The State Health Commissioner Richard F. Daines, M.D., points out that despite being among the top three states in total per capital healthcare spending, New York ranks 39th among states for hospital admissions for preventable conditions. This means that too many New Yorkers are not getting effective primary care to prevent, detect, and treat conditions before they become serious and require hospitalization.
For example, the PQI data by race and ethnicity in the Morningside Heights neighborhood of Manhattan in three different zip codes illustrates wide disparities. The data shows that the overall PQI rate for African Americans is double the expected statewide rate and about 1.6 times higher for Hispanics, while whites were hospitalized for these conditions at less than half the overall rate.
In Western New York in the south Buffalo zip codes, the data shows that PQI hospitalization rates are about 50% higher than the expected statewide rate. In these zip codes, the hospital admission rates for diabetes are more than double the statewide rate.
In another example in rural central Delaware County, the overall PQI hospitalization rate is 30% below statewide norms. But just to the north near the Delaware-Schoharie county border, the hospitalization rate for potentially preventable hospitalizations is about 37% higher than the state average.
In one final example, some of the zip codes in Albany show hospitalization rates for people with diabetes and complications to be 57% higher than the statewide rate.
“The PQI data will help in healthcare planning at both the state and local levels,” said James W. Clyne, Deputy Commissioner of the State Health Department’s Office of Health Systems Management. “As the department considers requests from healthcare providers to deploy new equipment or establish new healthcare services, we are going to ask all interested parties to consider the needs in each community as reported by the PQI.

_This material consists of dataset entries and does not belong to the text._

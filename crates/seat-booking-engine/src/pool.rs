//! Implementation of the worker pool
//!
//! A fixed number of threads take tasks from one shared FIFO queue. The queue
//! is a crossbeam channel; the pool owns its only sender, so closing the queue
//! (dropping the sender) wakes every worker at once.
use std::io;
use std::panic::{self, AssertUnwindSafe};
use std::sync::atomic::{AtomicBool, AtomicU64, AtomicU8, Ordering};
use std::sync::Arc;
use std::thread::{self, JoinHandle};

use crossbeam::channel::{self, Receiver, Sender, TrySendError};
use parking_lot::{Mutex, RwLock};
use tracing::{debug, error, info, warn};

use crate::error::{panic_message, InitError, Rejected, RejectedError};

/// A unit of work executed by the pool
pub trait Task: Send + Sized + 'static {
    /// Execute the task on a worker thread
    fn run(self);

    /// Called instead of [`Self::run()`] when the task is discarded by an
    /// immediate shutdown
    fn abandon(self) {}
}

impl<F> Task for F
where
    F: FnOnce() + Send + 'static,
{
    fn run(self) {
        self()
    }
}

/// A boxed closure, the default task type
pub type Job = Box<dyn FnOnce() + Send + 'static>;

/// What happens to queued tasks on shutdown
#[derive(Clone, Copy, PartialEq, Eq, Debug)]
pub enum ShutdownMode {
    /// Run every task that was queued before shutdown began
    Graceful,
    /// Finish the tasks in hand, discard the rest
    Immediate,
}

/// Lifecycle of a single worker
#[derive(Clone, Copy, PartialEq, Eq, Debug)]
#[repr(u8)]
pub enum WorkerState {
    /// Waiting for the queue to yield a task
    Idle = 0,
    /// Executing a task
    Running = 1,
    /// Exited, reached only through shutdown
    Terminated = 2,
}

impl WorkerState {
    fn from_u8(v: u8) -> Self {
        match v {
            0 => WorkerState::Idle,
            1 => WorkerState::Running,
            _ => WorkerState::Terminated,
        }
    }
}

/// Counters describing the pool's work so far
#[derive(Clone, Copy, PartialEq, Eq, Debug)]
pub struct PoolStats {
    /// Number of worker threads
    pub workers: usize,
    /// Tasks waiting in the queue
    pub queued: usize,
    /// Tasks that ran to completion
    pub completed: u64,
    /// Tasks whose body panicked
    pub panicked: u64,
    /// Tasks dropped unexecuted by an immediate shutdown
    pub discarded: u64,
}

/// State shared between the pool handle and its workers
struct Shared<T> {
    tasks: Receiver<T>,
    /// set before the queue is closed by an immediate shutdown
    discard: AtomicBool,
    states: Box<[AtomicU8]>,
    completed: AtomicU64,
    panicked: AtomicU64,
    discarded: AtomicU64,
}

impl<T: Task> Shared<T> {
    /// main worker loop
    fn work(&self, index: usize) {
        debug!(worker = index, "worker started");
        loop {
            self.set_state(index, WorkerState::Idle);

            // blocks until a task arrives; fails once the queue is closed
            // and empty
            let Ok(task) = self.tasks.recv() else {
                break;
            };

            if self.discard.load(Ordering::Acquire) {
                self.abandon(task);
                break;
            }

            self.set_state(index, WorkerState::Running);
            match panic::catch_unwind(AssertUnwindSafe(move || task.run())) {
                Ok(()) => {
                    self.completed.fetch_add(1, Ordering::Relaxed);
                }
                Err(payload) => {
                    self.panicked.fetch_add(1, Ordering::Relaxed);
                    error!(
                        worker = index,
                        panic = %panic_message(payload.as_ref()),
                        "task panicked"
                    );
                }
            }
        }
        self.set_state(index, WorkerState::Terminated);
        debug!(worker = index, "worker exited");
    }

    fn abandon(&self, task: T) {
        self.discarded.fetch_add(1, Ordering::Relaxed);
        task.abandon();
    }

    fn set_state(&self, index: usize, state: WorkerState) {
        self.states[index].store(state as u8, Ordering::Release);
    }
}

/// Fixed-size pool of worker threads fed from a FIFO queue
pub struct WorkerPool<T: Task = Job> {
    /// `None` once shutdown has begun
    sender: RwLock<Option<Sender<T>>>,
    shared: Arc<Shared<T>>,
    workers: Mutex<Vec<JoinHandle<()>>>,
    capacity: usize,
}

impl<T: Task> WorkerPool<T> {
    /// Start `threads` workers sharing a queue of `queue_capacity` tasks
    ///
    /// A capacity of `0` makes the queue unbounded.
    pub fn create(threads: usize, queue_capacity: usize) -> Result<Self, InitError> {
        Self::create_with(threads, queue_capacity, |index, body| {
            thread::Builder::new()
                .name(format!("worker_{index}"))
                .spawn(body)
        })
    }

    /// Like [`Self::create()`], with thread creation delegated to `spawn`
    ///
    /// If `spawn` fails, the workers started so far are stopped and joined
    /// before the error is returned.
    pub(crate) fn create_with<S>(
        threads: usize,
        queue_capacity: usize,
        mut spawn: S,
    ) -> Result<Self, InitError>
    where
        S: FnMut(usize, Box<dyn FnOnce() + Send + 'static>) -> io::Result<JoinHandle<()>>,
    {
        if threads == 0 {
            return Err(InitError::NoWorkers);
        }

        let (sender, receiver) = if queue_capacity == 0 {
            channel::unbounded()
        } else {
            channel::bounded(queue_capacity)
        };
        let shared = Arc::new(Shared {
            tasks: receiver,
            discard: AtomicBool::new(false),
            states: (0..threads)
                .map(|_| AtomicU8::new(WorkerState::Idle as u8))
                .collect(),
            completed: AtomicU64::new(0),
            panicked: AtomicU64::new(0),
            discarded: AtomicU64::new(0),
        });

        let mut workers = Vec::with_capacity(threads);
        for index in 0..threads {
            let worker = Arc::clone(&shared);
            match spawn(index, Box::new(move || worker.work(index))) {
                Ok(handle) => workers.push(handle),
                Err(source) => {
                    error!(worker = index, error = %source, "failed to spawn worker");
                    // closing the queue stops the workers already running
                    drop(sender);
                    join_workers(workers);
                    return Err(InitError::Spawn { index, source });
                }
            }
        }

        info!(workers = threads, queue_capacity, "worker pool started");
        Ok(Self {
            sender: RwLock::new(Some(sender)),
            shared,
            workers: Mutex::new(workers),
            capacity: queue_capacity,
        })
    }

    /// Append `task` to the queue
    ///
    /// Never blocks: if the pool is shutting down or the queue is full, the
    /// task is handed back inside the error.
    pub fn submit(&self, task: T) -> Result<(), Rejected<T>> {
        let guard = self.sender.read();
        let Some(sender) = guard.as_ref() else {
            return Err(Rejected::new(RejectedError::ShuttingDown, task));
        };
        sender.try_send(task).map_err(|err| match err {
            TrySendError::Full(task) => Rejected::new(
                RejectedError::QueueFull {
                    capacity: self.capacity,
                },
                task,
            ),
            TrySendError::Disconnected(task) => Rejected::new(RejectedError::ShuttingDown, task),
        })
    }

    /// Stop accepting tasks, stop the workers and wait for them to exit
    ///
    /// Only the first call has an effect.
    pub fn shutdown(&self, mode: ShutdownMode) {
        let sender = {
            let mut guard = self.sender.write();
            let Some(sender) = guard.take() else {
                return;
            };
            if mode == ShutdownMode::Immediate {
                self.shared.discard.store(true, Ordering::Release);
            }
            sender
        };
        info!(?mode, queued = self.shared.tasks.len(), "shutting worker pool down");

        // wakes every idle worker
        drop(sender);
        join_workers(std::mem::take(&mut *self.workers.lock()));

        let mut leftover = 0;
        while let Ok(task) = self.shared.tasks.try_recv() {
            self.shared.abandon(task);
            leftover += 1;
        }
        let stats = self.stats();
        if stats.discarded > 0 {
            warn!(discarded = stats.discarded, leftover, "queued tasks were discarded");
        }
        info!(
            completed = stats.completed,
            panicked = stats.panicked,
            "worker pool stopped"
        );
    }

    /// Whether shutdown has begun
    pub fn is_shutting_down(&self) -> bool {
        self.sender.read().is_none()
    }

    /// Number of worker threads
    pub fn workers(&self) -> usize {
        self.shared.states.len()
    }

    /// Current state of every worker, indexed by worker number
    pub fn worker_states(&self) -> Vec<WorkerState> {
        self.shared
            .states
            .iter()
            .map(|s| WorkerState::from_u8(s.load(Ordering::Acquire)))
            .collect()
    }

    /// Snapshot of the pool's counters
    pub fn stats(&self) -> PoolStats {
        PoolStats {
            workers: self.workers(),
            queued: self.shared.tasks.len(),
            completed: self.shared.completed.load(Ordering::Relaxed),
            panicked: self.shared.panicked.load(Ordering::Relaxed),
            discarded: self.shared.discarded.load(Ordering::Relaxed),
        }
    }
}

impl<T: Task> Drop for WorkerPool<T> {
    fn drop(&mut self) {
        self.shutdown(ShutdownMode::Immediate);
    }
}

fn join_workers(workers: Vec<JoinHandle<()>>) {
    for handle in workers {
        if handle.join().is_err() {
            warn!("worker thread panicked outside of a task");
        }
    }
}
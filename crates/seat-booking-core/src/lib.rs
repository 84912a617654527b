//! 🏗 Shared vocabulary of the seat booking service: requests, commands,
//! outcomes and configuration.
#![warn(missing_docs)]

mod command;
mod request;
mod response;
mod seat;

use serde::Deserialize;

pub use command::{Command, MissingArgument, SeatRequest};
pub use request::{Operation, RawRequest, Request, RequestHandler};
pub use response::{Outcome, Response, Transition};
pub use seat::{CustomerId, SeatEntry, SeatId, SeatStatus};

/// What `hold` does when a seat is already pending for another customer
#[derive(Clone, Copy, PartialEq, Eq, Debug, Default, Deserialize)]
#[serde(rename_all = "kebab-case")]
pub enum HoldPolicy {
    /// Hand the pending seat over to the new customer
    #[default]
    Reassign,
    /// Refuse with [`Outcome::AlreadyHeld`] while someone else holds the seat
    Reject,
}

/// Configuration of the seat booking system
#[derive(Clone, Copy, Debug, Deserialize)]
#[serde(default, rename_all = "kebab-case")]
pub struct Config {
    /// Number of seats, with ids `0..seats`
    pub seats: u32,
    /// Number of worker threads executing seat operations
    pub workers: u32,
    /// Maximum number of queued operations, `0` for an unbounded queue
    pub queue_capacity: u32,
    /// Let queued operations finish on shutdown instead of discarding them
    pub graceful_shutdown: bool,
    /// Behaviour of `hold` on a seat pending for somebody else
    pub hold_policy: HoldPolicy,
}

impl Default for Config {
    fn default() -> Self {
        Self {
            seats: 20,
            workers: 4,
            queue_capacity: 256,
            graceful_shutdown: true,
            hold_policy: HoldPolicy::Reassign,
        }
    }
}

In the future, the Health Department plans to expand the number and kinds of measures in the PQI database, including preventable childhood hospitalization rates for conditions such as asthma. The Governor of New York is also working to expand access to primary care in the state and to create a new “Doctors across New York” program to provide financial incentives to doctors to practice in underserved areas. He also plans to shift some Medicaid funding from hospital inpatient care to outpatient and primary care services.